Una delle attività che meglio concilia gli aspetti scientifici con quelli artistici e creativi è il tinkering. Letteralmente tinkering significa “armeggiare”, ma in senso più ampio si intende smontare e montare, svitare, attaccare, ritagliare. Insomma, tutto quello che ha a che fare con il capire come funziona qualcosa. Lo scopo del tinkering è realizzare oggetti di vario genere a partire da materiali di recupero, piccole parti meccaniche ed elettroniche, materiali semplici come carta, cartone o legno. 

L’idea del tinkering come attività educativa nasce all’Exploratorium di San Francisco, il primo Science Center del mondo, dove la scienza non la si guarda, ma la si fa e la si tocca. In Italia possiamo trovare un meraviglioso laboratorio di tinkering al Museo Nazionale Scienza e Tecnica di Milano in cui c’è un po’ di tutto, dalle biglie alle macchine per cucire, ma anche nei numerosi FabLab sparsi su tutto il territorio. 

Quando si parla di tinkering, tuttavia, può capitare che ci si perda fra le infinite possibilità che offre questa metodologia (basta fare una breve ricerca su internet per rischiare di annegare in un mare di idee). Proviamo a mettere in ordine le idee e a capire come integrare questo tipo di attività nella didattica. 

Prima di tutto distinguiamo due dimensioni: digitale e “analogica”. Possiamo smanettare al computer e costruire oggetti digitali che, eventualmente, possono essere stampati (in 3D o con altre tecniche), oppure possiamo smanettare con forbici, colla e materiale vario, alla vecchia maniera, insomma. 

Se vogliamo fare tinkering digitale ci sono diversi strumenti online che possono venirci in auto. Uno dei più famosi e dei più completi è Tinkercad: potentissimo, intuitivo, chiaro e, soprattutto, gratuito. Questa piattaforma permette di realizzare modelli tridimensionali partendo da zero e scegliendo forme, colori, materiali. Si impara ad usare Tinkercad in 10 minuti e una caratteristica che rende questo strumento molto adatto anche ai bambini: le creazioni tridimensionali si possono realizzare anche con i mattoncini Lego o con i blocchi di Minecraft! 

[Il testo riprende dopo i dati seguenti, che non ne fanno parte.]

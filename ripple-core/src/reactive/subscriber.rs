//! Subscriber capability.
//!
//! A subscriber is any node that reads other nodes: computeds and effects.
//! The graph stores each subscriber's evaluation capability as a
//! `dyn Reactive` so the runtime can re-run it without knowing its value type.

/// Evaluation capability of a subscriber node.
///
/// The runtime only ever calls these methods with the graph unborrowed, so
/// implementations are free to read and write other nodes.
pub(crate) trait Reactive {
    /// Recompute a computed node. Returns whether its value changed.
    fn update(&self) -> bool {
        false
    }

    /// Tell an effect that one of its dependencies may have changed.
    ///
    /// The effect re-checks dirtiness itself before doing any work.
    fn notify(&self) {}

    /// Drop anything that may reference the node's own handle (such as a
    /// scheduler closure), so a stopped effect can be freed.
    fn dispose(&self) {}
}

#[cfg(test)]
mod tests {
    use super::*;
    use std::cell::Cell;
    use std::rc::{Rc, Weak};

    #[derive(Default)]
    struct Counter {
        updates: Cell<u32>,
    }

    impl Reactive for Counter {
        fn update(&self) -> bool {
            self.updates.set(self.updates.get() + 1);
            true
        }
    }

    #[test]
    fn defaults_are_inert() {
        struct Inert;
        impl Reactive for Inert {}

        let inert = Inert;
        assert!(!inert.update());
        inert.notify();
        inert.dispose();
    }

    #[test]
    fn weak_handler_upgrades_while_owner_lives() {
        let owner = Rc::new(Counter::default());
        let weak: Weak<dyn Reactive> = Rc::downgrade(&owner) as Weak<dyn Reactive>;

        assert!(weak.upgrade().unwrap().update());
        assert_eq!(owner.updates.get(), 1);

        drop(owner);
        assert!(weak.upgrade().is_none());
    }
}
//! Effect Queue
//!
//! Propagation never runs user code. Instead, every effect reached by a write
//! is appended here and the runtime drains the queue once the outermost batch
//! (or the write itself, outside a batch) finishes.
//!
//! # Ordering
//!
//! Effects are queued in the order the propagation walk reaches them: direct
//! subscribers in insertion order, transitive ones depth-first. The queue is
//! FIFO so that order is the notification order.

use std::collections::VecDeque;

use super::node::NodeId;

/// FIFO of effects waiting for `notify()`.
#[derive(Debug, Default)]
pub(crate) struct EffectQueue {
    pending: VecDeque<NodeId>,
}

impl EffectQueue {
    pub(crate) fn new() -> Self {
        Self::default()
    }

    pub(crate) fn push(&mut self, effect: NodeId) {
        self.pending.push_back(effect);
    }

    pub(crate) fn pop(&mut self) -> Option<NodeId> {
        self.pending.pop_front()
    }

    /// Forget a node that is being removed from the arena.
    pub(crate) fn purge(&mut self, node: NodeId) {
        self.pending.retain(|queued| *queued != node);
    }

    pub(crate) fn clear(&mut self) {
        self.pending.clear();
    }

    pub(crate) fn len(&self) -> usize {
        self.pending.len()
    }

    pub(crate) fn is_empty(&self) -> bool {
        self.pending.is_empty()
    }

    pub(crate) fn iter(&self) -> impl Iterator<Item = NodeId> + '_ {
        self.pending.iter().copied()
    }
}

Per il tinkering analogico, quello più tradizionale, gli strumenti sono infiniti: qualsiasi cosa capiti sotto mano può andar bene, anche se aggiungere un po’ di tecnologia generalmente stimola di più gli studenti. Si possono acquistare semplici parti elettriche e elettroniche (per esempio lampadine, piccoli motori elettrici, interruttori, buzzer, piccoli schermi) oppure interi kit da integrare. Fra i kit pensati per il tinkering troviamo, per esempio, Makeblock Neuron o Sphero LittleBits, entrambi semplici da usare e senza la necessità di essere programmati (pur mantenendo la possibilità di farlo). 

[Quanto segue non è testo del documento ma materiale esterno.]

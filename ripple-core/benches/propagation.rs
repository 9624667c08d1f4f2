//! Propagation benchmarks
//!
//! Run with: cargo bench -p ripple-core

use std::cell::Cell;
use std::rc::Rc;

use criterion::{black_box, criterion_group, criterion_main, BenchmarkId, Criterion};
use ripple_core::{Computed, Runtime, Signal, WatchHandle, WatchOptions};

// =============================================================================
// SIGNALS
// =============================================================================

fn bench_signal_set_with_effect(c: &mut Criterion) {
    let rt = Runtime::new();
    let s = rt.signal(0u64);
    let sink = Rc::new(Cell::new(0u64));
    let _effect = rt.effect({
        let (s, sink) = (s.clone(), sink.clone());
        move || sink.set(s.get())
    });

    let mut next = 0u64;
    c.bench_function("signal_set_with_effect", |b| {
        b.iter(|| {
            next += 1;
            s.set(black_box(next));
        })
    });
}

fn bench_signal_set_same_value(c: &mut Criterion) {
    let rt = Runtime::new();
    let s = rt.signal(42u64);
    let _effect = rt.effect({
        let s = s.clone();
        move || {
            black_box(s.get());
        }
    });

    c.bench_function("signal_set_same_value", |b| b.iter(|| s.set(black_box(42))));
}

// =============================================================================
// GRAPH SHAPES
// =============================================================================

/// A chain of `len` computeds ending in one effect.
fn bench_deep_chain(c: &mut Criterion) {
    let mut group = c.benchmark_group("deep_chain");
    for len in [10usize, 100, 1000] {
        let rt = Runtime::new();
        let head = rt.signal(0u64);
        let mut tail: Computed<u64> = rt.computed({
            let head = head.clone();
            move || head.get() + 1
        });
        for _ in 1..len {
            let previous = tail.clone();
            tail = rt.computed(move || previous.get() + 1);
        }
        let _effect = rt.effect({
            let tail = tail.clone();
            move || {
                black_box(tail.get());
            }
        });

        let mut next = 0u64;
        group.bench_with_input(BenchmarkId::from_parameter(len), &len, |b, _| {
            b.iter(|| {
                next += 1;
                head.set(next);
            })
        });
    }
    group.finish();
}

/// One signal read by `width` computeds, all summed by one effect.
fn bench_wide_diamond(c: &mut Criterion) {
    let mut group = c.benchmark_group("wide_diamond");
    for width in [10usize, 100, 1000] {
        let rt = Runtime::new();
        let head = rt.signal(0u64);
        let branches: Vec<Computed<u64>> = (0..width as u64)
            .map(|offset| {
                let head = head.clone();
                rt.computed(move || head.get() + offset)
            })
            .collect();
        let _effect = rt.effect(move || {
            black_box(branches.iter().map(Computed::get).sum::<u64>());
        });

        let mut next = 0u64;
        group.bench_with_input(BenchmarkId::from_parameter(width), &width, |b, _| {
            b.iter(|| {
                next += 1;
                head.set(next);
            })
        });
    }
    group.finish();
}

fn bench_batched_writes(c: &mut Criterion) {
    let rt = Runtime::new();
    let signals: Vec<Signal<u64>> = (0..100).map(|_| rt.signal(0)).collect();
    let _effect = rt.effect({
        let signals = signals.clone();
        move || {
            black_box(signals.iter().map(Signal::get).sum::<u64>());
        }
    });

    let mut next = 0u64;
    c.bench_function("batch_100_writes", |b| {
        b.iter(|| {
            next += 1;
            rt.batch(|| {
                for s in &signals {
                    s.set(next);
                }
            })
        })
    });
}

// =============================================================================
// WATCHERS
// =============================================================================

fn bench_deep_watch(c: &mut Criterion) {
    let rt = Runtime::new();
    let leaves: Vec<Signal<u64>> = (0..100).map(|_| rt.signal(0)).collect();
    let root = rt.signal(leaves.clone());
    let _handle = rt.watch(
        root,
        |items: &Vec<Signal<u64>>, _old: Option<&Vec<Signal<u64>>>, _stop: &WatchHandle| {
            black_box(items.len());
        },
        WatchOptions::new().deep(),
    );

    let mut next = 0u64;
    c.bench_function("deep_watch_leaf_write", |b| {
        b.iter(|| {
            next += 1;
            leaves[50].set(next);
        })
    });
}

criterion_group!(
    benches,
    bench_signal_set_with_effect,
    bench_signal_set_same_value,
    bench_deep_chain,
    bench_wide_diamond,
    bench_batched_writes,
    bench_deep_watch,
);
criterion_main!(benches);
//! Runtime Configuration
//!
//! Settings for one [`Runtime`](crate::Runtime). Every field has a default,
//! so a config can be built in code, deserialized from a partial JSON object,
//! or simply left as `RuntimeConfig::default()`.

use serde::{Deserialize, Serialize};

/// Default cap on effect notifications within a single flush.
pub const DEFAULT_MAX_FLUSH_NOTIFICATIONS: usize = 100_000;

/// Configuration for a reactive runtime.
#[derive(Debug, Clone, PartialEq, Eq, Serialize, Deserialize)]
#[serde(default)]
pub struct RuntimeConfig {
    /// Name attached to every tracing event emitted by the runtime.
    pub label: Option<String>,

    /// Upper bound on `notify()` calls in one flush.
    /// Exceeding it aborts the flush with
    /// [`Error::FlushLimitExceeded`](crate::Error::FlushLimitExceeded).
    pub max_flush_notifications: usize,
}

impl Default for RuntimeConfig {
    fn default() -> Self {
        Self {
            label: None,
            max_flush_notifications: DEFAULT_MAX_FLUSH_NOTIFICATIONS,
        }
    }
}

impl RuntimeConfig {
    pub fn new() -> Self {
        Self::default()
    }

    /// Set the tracing label.
    pub fn with_label(mut self, label: impl Into<String>) -> Self {
        self.label = Some(label.into());
        self
    }

    /// Set the flush notification cap.
    pub fn with_max_flush_notifications(mut self, limit: usize) -> Self {
        self.max_flush_notifications = limit;
        self
    }

    /// Deserialize from JSON. Missing fields take their defaults.
    pub fn from_json(json: &str) -> Result<Self, serde_json::Error> {
        serde_json::from_str(json)
    }

    /// Serialize to JSON.
    pub fn to_json(&self) -> Result<String, serde_json::Error> {
        serde_json::to_string(self)
    }

    pub(crate) fn display_label(&self) -> &str {
        self.label.as_deref().unwrap_or("default")
    }
}

#[cfg(test)]
mod tests {
    use super::*;

    #[test]
    fn defaults() {
        let config = RuntimeConfig::default();
        assert_eq!(config.label, None);
        assert_eq!(config.max_flush_notifications, DEFAULT_MAX_FLUSH_NOTIFICATIONS);
        assert_eq!(config.display_label(), "default");
    }

    #[test]
    fn partial_json_keeps_defaults() {
        let config = RuntimeConfig::from_json(r#"{"label": "ui"}"#).unwrap();
        assert_eq!(config.label.as_deref(), Some("ui"));
        assert_eq!(config.max_flush_notifications, DEFAULT_MAX_FLUSH_NOTIFICATIONS);
    }

    #[test]
    fn json_round_trip() {
        let config = RuntimeConfig::new()
            .with_label("worker")
            .with_max_flush_notifications(50);
        let parsed = RuntimeConfig::from_json(&config.to_json().unwrap()).unwrap();
        assert_eq!(parsed, config);
    }

    #[test]
    fn rejects_wrong_types() {
        assert!(RuntimeConfig::from_json(r#"{"max_flush_notifications": "many"}"#).is_err());
    }
}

Per applicare questa metodologia alla didattica una buona idea è quella di dare agli studenti degli obiettivi o dei temi intorno cui lavorare. Uno dei temi che genera più interesse e partecipazione è quello delle reazioni a catena: la richiesta è quella di sistemare una serie di oggetti in modo che, con un piccolo impulso iniziale (una spinta, il lancio di una pallina, il taglio di un filo o la pressione su un interruttore), si generino, uno dopo l’altro, tanti piccoli eventi collegati fra loro. Potete trovare un bellissimo esempio, molto articolato, qui

Con un progetto di tinkering si sviluppano tantissime competenze, specifiche e trasversali: si impara a progettare, si dà sfogo alla creatività e si sviluppa il problem solving, inoltre si integrano in modo naturale principi di fisica e di matematica, di chimica e di tecnologia. Insomma, un’attività STEAM a 360 gradi. 

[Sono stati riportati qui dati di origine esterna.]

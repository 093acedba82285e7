use std::collections::BTreeMap;

use serde_json::Value;

use crate::spec::field::{FieldSpec, Operator, VisibilityRule};
use crate::spec::form::FormSchema;
use crate::store::FormState;
use crate::value::{to_number, to_text};

pub type VisibilityMap = BTreeMap<String, bool>;

/// Whether `field` is shown for the current values.
///
/// Only the field's own rule is consulted; a field that depends on a hidden
/// field is still evaluated against that field's stored value.
pub fn is_visible(field: &FieldSpec, state: &FormState) -> bool {
    match &field.depends_on {
        None => true,
        Some(rule) => rule_matches(rule, state.value(&rule.field)),
    }
}

/// Evaluates a rule against the dependent value (`None` when never set).
pub fn rule_matches(rule: &VisibilityRule, dependent: Option<&Value>) -> bool {
    match rule.effective_operator() {
        Operator::Equals | Operator::Unknown => strict_equals(dependent, &rule.value),
        Operator::NotEquals => !strict_equals(dependent, &rule.value),
        Operator::Contains => to_text(dependent).contains(&to_text(Some(&rule.value))),
        Operator::GreaterThan => to_number(dependent) > to_number(Some(&rule.value)),
        Operator::LessThan => to_number(dependent) < to_number(Some(&rule.value)),
    }
}

fn strict_equals(dependent: Option<&Value>, target: &Value) -> bool {
    match dependent {
        None => false,
        Some(Value::Number(left)) => match (left.as_f64(), target.as_f64()) {
            (Some(left), Some(right)) => left == right,
            _ => false,
        },
        Some(value) => value == target,
    }
}

/// Visibility of every field in the schema.
pub fn resolve_visibility(schema: &FormSchema, state: &FormState) -> VisibilityMap {
    schema
        .fields
        .iter()
        .map(|field| (field.id.clone(), is_visible(field, state)))
        .collect()
}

Tuttavia, quello che conta davvero in un processo di tinkering è sperimentare: si può provare e riprovare, sbagliare e correggere, cambiare strada a metà del processo. Insomma, l’errore non è visto come fallimento, ma come parte del processo di apprendimento. Fondamentale per completare un’attività di questo genere, poi, è la narrazione: ai makers (coloro che creano, gli studenti) deve essere chiesto di descrivere il loro processo creativo-ingegneristico, di documentare durante tutte le fasi dell’attività le loro azioni, di raccontare l’idea da cui sono partiti per arrivare al risultato che presentano.